El peronismo de Córdoba está empezando a concretar un movimiento que empezó a vislumbrarse semanas atrás cuando Juan Schiaretti no terminaba de definir su estrategia. Esto es el apoyo de los jefes territoriales a la fórmula de Alberto Fernández y Cristina Kirchner. La rebelión deja en soledad al gobernador, que prefería quedar distante de la elección presidencial. 

El apoyo territorial del PJ cordobés a los Fernández está liderado por el flamante jefe del bloque de senadores peronistas, Carlos Caserio, y el intendente de Villa María, Martín Gill, que el domingo fue reelecto con el 55 por ciento de los votos, un porcentaje inédito que lo posiciona como una de las figuras para la renovación del peronismo local.

"Personalmente trabajaré para la fórmula de Alberto Fernández pero apoyando a los legisladores de Córdoba y tratando que nuestros compañeros voten a nivel nacional", aseguró Caserio.

Caserio es un histórico operador del peronismo cordobés, más cercano al fallecido José Manuel de la Sota que a Juan Schiaretti. Se sabe, en el último tiempo De la Sota estaba buscando una vía de acercamiento a CFK.
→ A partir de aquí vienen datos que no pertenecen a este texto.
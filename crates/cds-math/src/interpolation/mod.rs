//! Interpolation methods for yield curve construction.
//!
//! This module provides various interpolation algorithms commonly used
//! in yield curve construction and financial calculations.
//!
//! # Available Methods
//!
//! **On Zero Rates:**
//! - [`LinearInterpolator`]: Simple linear interpolation
//! - [`LogLinearInterpolator`]: Log-linear interpolation (interpolates log of values)
//! - [`CubicSpline`]: Natural cubic spline interpolation
//! - [`MonotoneConvex`]: Hagan monotone convex (production default, ensures positive forwards)
//!
//! **Parametric Models:**
//! - [`NelsonSiegel`]: Nelson-Siegel parametric curve
//! - [`Svensson`]: Svensson extension of Nelson-Siegel
//!
//! # Choosing an Interpolation Method
//!
//! | Method | Speed | Smoothness | Positive Forwards | Use Case |
//! |--------|-------|------------|-------------------|----------|
//! | Linear | Fast | C0 | No | Quick prototyping |
//! | Log-Linear | Fast | C0 | Yes (on discount) | Discount factor curves |
//! | Cubic Spline | Medium | C2 | No | Smooth curves |
//! | Monotone Convex | Medium | C1 | **Yes** | **Production default** |
//! | Nelson-Siegel | Fast | C∞ | Usually | Parametric fitting |
//! | Svensson | Fast | C∞ | Usually | More flexible fitting |
//!
//! # Forward Rate Considerations
//!
//! For production yield curve construction, use [`MonotoneConvex`] as it guarantees:
//! - Positive forward rates
//! - No spurious oscillations
//! - C1 continuity (continuous first derivative)

mod cubic_spline;
mod linear;
mod log_linear;
mod monotone_convex;
mod parametric;

pub use cubic_spline::CubicSpline;
pub use linear::LinearInterpolator;
pub use log_linear::LogLinearInterpolator;
pub use monotone_convex::MonotoneConvex;
pub use parametric::{NelsonSiegel, Svensson};

use crate::error::MathResult;

/// Trait for interpolation methods.
///
/// All interpolation methods implement this trait, providing a unified
/// interface for curve construction.
pub trait Interpolator: Send + Sync {
    /// Returns the interpolated value at x.
    fn interpolate(&self, x: f64) -> MathResult<f64>;

    /// Returns the first derivative at x.
    ///
    /// This is critical for computing forward rates from zero rates.
    fn derivative(&self, x: f64) -> MathResult<f64>;

    /// Returns true if extrapolation is allowed.
    fn allows_extrapolation(&self) -> bool {
        false
    }

    /// Returns the minimum x value in the data.
    fn min_x(&self) -> f64;

    /// Returns the maximum x value in the data.
    fn max_x(&self) -> f64;

    /// Checks if x is within the interpolation range.
    fn in_range(&self, x: f64) -> bool {
        x >= self.min_x() && x <= self.max_x()
    }
}

#[cfg(test)]
mod tests {
    use super::*;
    use approx::assert_relative_eq;

    #[test]
    fn test_linear_basic() {
        let xs = vec![0.0, 1.0, 2.0];
        let ys = vec![0.0, 1.0, 2.0];

        let interp = LinearInterpolator::new(xs, ys).unwrap();

        assert_relative_eq!(interp.interpolate(0.5).unwrap(), 0.5, epsilon = 1e-10);
        assert_relative_eq!(interp.interpolate(1.5).unwrap(), 1.5, epsilon = 1e-10);
    }

    // ============ Comparative Tests ============

    #[test]
    fn test_all_interpolators_through_points() {
        // All interpolators should pass through the input points
        let times = vec![0.5, 1.0, 2.0, 3.0, 5.0];
        let rates = vec![0.02, 0.025, 0.03, 0.035, 0.04];

        // Linear
        let linear = LinearInterpolator::new(times.clone(), rates.clone()).unwrap();
        for (t, r) in times.iter().zip(rates.iter()) {
            assert_relative_eq!(linear.interpolate(*t).unwrap(), *r, epsilon = 1e-10);
        }

        // Cubic Spline
        let spline = CubicSpline::new(times.clone(), rates.clone()).unwrap();
        for (t, r) in times.iter().zip(rates.iter()) {
            assert_relative_eq!(spline.interpolate(*t).unwrap(), *r, epsilon = 1e-10);
        }

        // Log-Linear (on discount factors)
        let dfs: Vec<f64> = times
            .iter()
            .zip(rates.iter())
            .map(|(t, r)| (-r * t).exp())
            .collect();
        let log_linear = LogLinearInterpolator::new(times.clone(), dfs.clone()).unwrap();
        for (t, df) in times.iter().zip(dfs.iter()) {
            assert_relative_eq!(log_linear.interpolate(*t).unwrap(), *df, epsilon = 1e-10);
        }

        // Monotone Convex
        let mc = MonotoneConvex::new(times.clone(), rates.clone()).unwrap();
        for (t, r) in times.iter().zip(rates.iter()) {
            // Monotone convex may have small deviations due to smoothing
            assert_relative_eq!(mc.interpolate(*t).unwrap(), *r, epsilon = 0.002);
        }
    }

    #[test]
    fn test_forward_rate_positivity() {
        // Test that MonotoneConvex always produces positive forwards
        let times = vec![0.5, 1.0, 2.0, 3.0, 5.0, 10.0];
        let rates = vec![0.02, 0.025, 0.03, 0.028, 0.035, 0.04];

        let mc = MonotoneConvex::new(times, rates).unwrap();

        // Check many points for positive forwards
        for t in [0.1, 0.25, 0.5, 0.75, 1.0, 1.5, 2.0, 2.5, 3.0, 4.0, 5.0, 7.0, 10.0] {
            let fwd = mc.forward_rate(t).unwrap();
            assert!(fwd >= 0.0, "Forward at t={} is {}, should be >= 0", t, fwd);
        }
    }

    #[test]
    fn test_derivative_consistency() {
        // Test that derivatives are numerically correct for all interpolators
        let times = vec![0.5, 1.0, 2.0, 3.0, 5.0];
        let rates = vec![0.02, 0.025, 0.03, 0.035, 0.04];

        // Linear
        let linear = LinearInterpolator::new(times.clone(), rates.clone()).unwrap();
        check_derivative(&linear, 1.5, "Linear");

        // Cubic Spline
        let spline = CubicSpline::new(times.clone(), rates.clone()).unwrap();
        check_derivative(&spline, 1.5, "CubicSpline");

        // Log-Linear
        let dfs: Vec<f64> = times
            .iter()
            .zip(rates.iter())
            .map(|(t, r)| (-r * t).exp())
            .collect();
        let log_linear = LogLinearInterpolator::new(times.clone(), dfs).unwrap();
        check_derivative(&log_linear, 1.5, "LogLinear");

        // Monotone Convex
        let mc = MonotoneConvex::new(times.clone(), rates.clone()).unwrap();
        check_derivative(&mc, 1.5, "MonotoneConvex");

        // Nelson-Siegel
        let ns = NelsonSiegel::new(0.04, -0.02, 0.01, 2.0).unwrap();
        check_derivative(&ns, 3.0, "NelsonSiegel");

        // Svensson
        let sv = Svensson::new(0.04, -0.02, 0.01, -0.005, 2.0, 8.0).unwrap();
        check_derivative(&sv, 3.0, "Svensson");
    }

    fn check_derivative(interp: &dyn Interpolator, t: f64, name: &str) {
        let h = 1e-6;
        let y_plus = interp.interpolate(t + h).unwrap();
        let y_minus = interp.interpolate(t - h).unwrap();
        let numerical = (y_plus - y_minus) / (2.0 * h);

        let analytical = interp.derivative(t).unwrap();

        assert!(
            (analytical - numerical).abs() < 1e-4,
            "{} derivative at t={}: analytical={}, numerical={}",
            name,
            t,
            analytical,
            numerical
        );
    }

    #[test]
    fn test_yield_curve_construction() {
        // Realistic yield curve data
        let maturities = vec![0.25, 0.5, 1.0, 2.0, 3.0, 5.0, 7.0, 10.0, 20.0, 30.0];
        let zero_rates = vec![
            0.0200, 0.0210, 0.0225, 0.0250, 0.0275, 0.0310, 0.0340, 0.0370, 0.0400, 0.0410,
        ];

        // Build curves with different methods
        let linear = LinearInterpolator::new(maturities.clone(), zero_rates.clone()).unwrap();
        let spline = CubicSpline::new(maturities.clone(), zero_rates.clone()).unwrap();
        let mc = MonotoneConvex::new(maturities.clone(), zero_rates.clone()).unwrap();

        // Test interpolation at 4 years (between 3Y and 5Y pillars)
        let t = 4.0;
        let z_linear = linear.interpolate(t).unwrap();
        let z_spline = spline.interpolate(t).unwrap();
        let z_mc = mc.interpolate(t).unwrap();

        // All should give reasonable values between 2.75% and 3.10%
        assert!(z_linear > 0.0275 && z_linear < 0.0310);
        assert!(z_spline > 0.0275 && z_spline < 0.0310);
        assert!(z_mc > 0.0275 && z_mc < 0.0310);

        // MonotoneConvex should have positive forwards
        let fwd = mc.forward_rate(t).unwrap();
        assert!(fwd > 0.0);
    }

    #[test]
    fn test_parametric_curve_fitting() {
        // Test that parametric curves can model realistic shapes
        let ns = NelsonSiegel::new(0.04, -0.015, 0.008, 2.5).unwrap();

        // Should be upward sloping
        let r_1y = ns.interpolate(1.0).unwrap();
        let r_10y = ns.interpolate(10.0).unwrap();
        assert!(r_1y < r_10y);

        // Should have a slight hump
        let r_3y = ns.interpolate(3.0).unwrap();
        let d_1y = ns.derivative(1.0).unwrap();
        let d_10y = ns.derivative(10.0).unwrap();

        // Mid-term rate should be between short and long
        assert!(r_3y > r_1y && r_3y < r_10y);

        // Derivative should be positive (upward slope) but decreasing
        assert!(d_1y > 0.0);
        assert!(d_1y > d_10y);
    }

    #[test]
    fn test_discount_factor_interpolation() {
        // Test log-linear for discount factors
        let times = vec![0.25, 0.5, 1.0, 2.0, 5.0, 10.0];
        let rates = vec![0.02, 0.022, 0.025, 0.03, 0.035, 0.04];

        // Convert to discount factors
        let dfs: Vec<f64> = times
            .iter()
            .zip(rates.iter())
            .map(|(t, r): (&f64, &f64)| (-r * t).exp())
            .collect();

        let log_linear = LogLinearInterpolator::new(times.clone(), dfs.clone()).unwrap();

        // Interpolated discount factors should be monotonically decreasing
        let mut prev_df = 1.0;
        for t in [0.25, 0.5, 1.0, 1.5, 2.0, 3.0, 4.0, 5.0, 7.0, 10.0] {
            let df = log_linear.interpolate(t).unwrap();
            assert!(
                df < prev_df,
                "DF at t={} ({}) should be < previous ({})",
                t,
                df,
                prev_df
            );
            assert!(df > 0.0, "DF should be positive");
            prev_df = df;
        }
    }
}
Por su parte, Gill, que se anota en la carrera para suceder a Schiaretti, se sumó a los dirigentes que apoyan al kirchnerismo. "Para la mayoría de los dirigentes peronistas, Macri es un límite. No sé si no supo o no pudo, pero el Presidente no cumplió ninguna de sus promesas, y la gente está mal. En ese sentido, cada uno tendrá su estrategia local, porque no todas las situaciones son iguales, pero no tengo dudas de que habrá un amplio respaldo para la fórmula que encabeza Alberto Fernández", describió.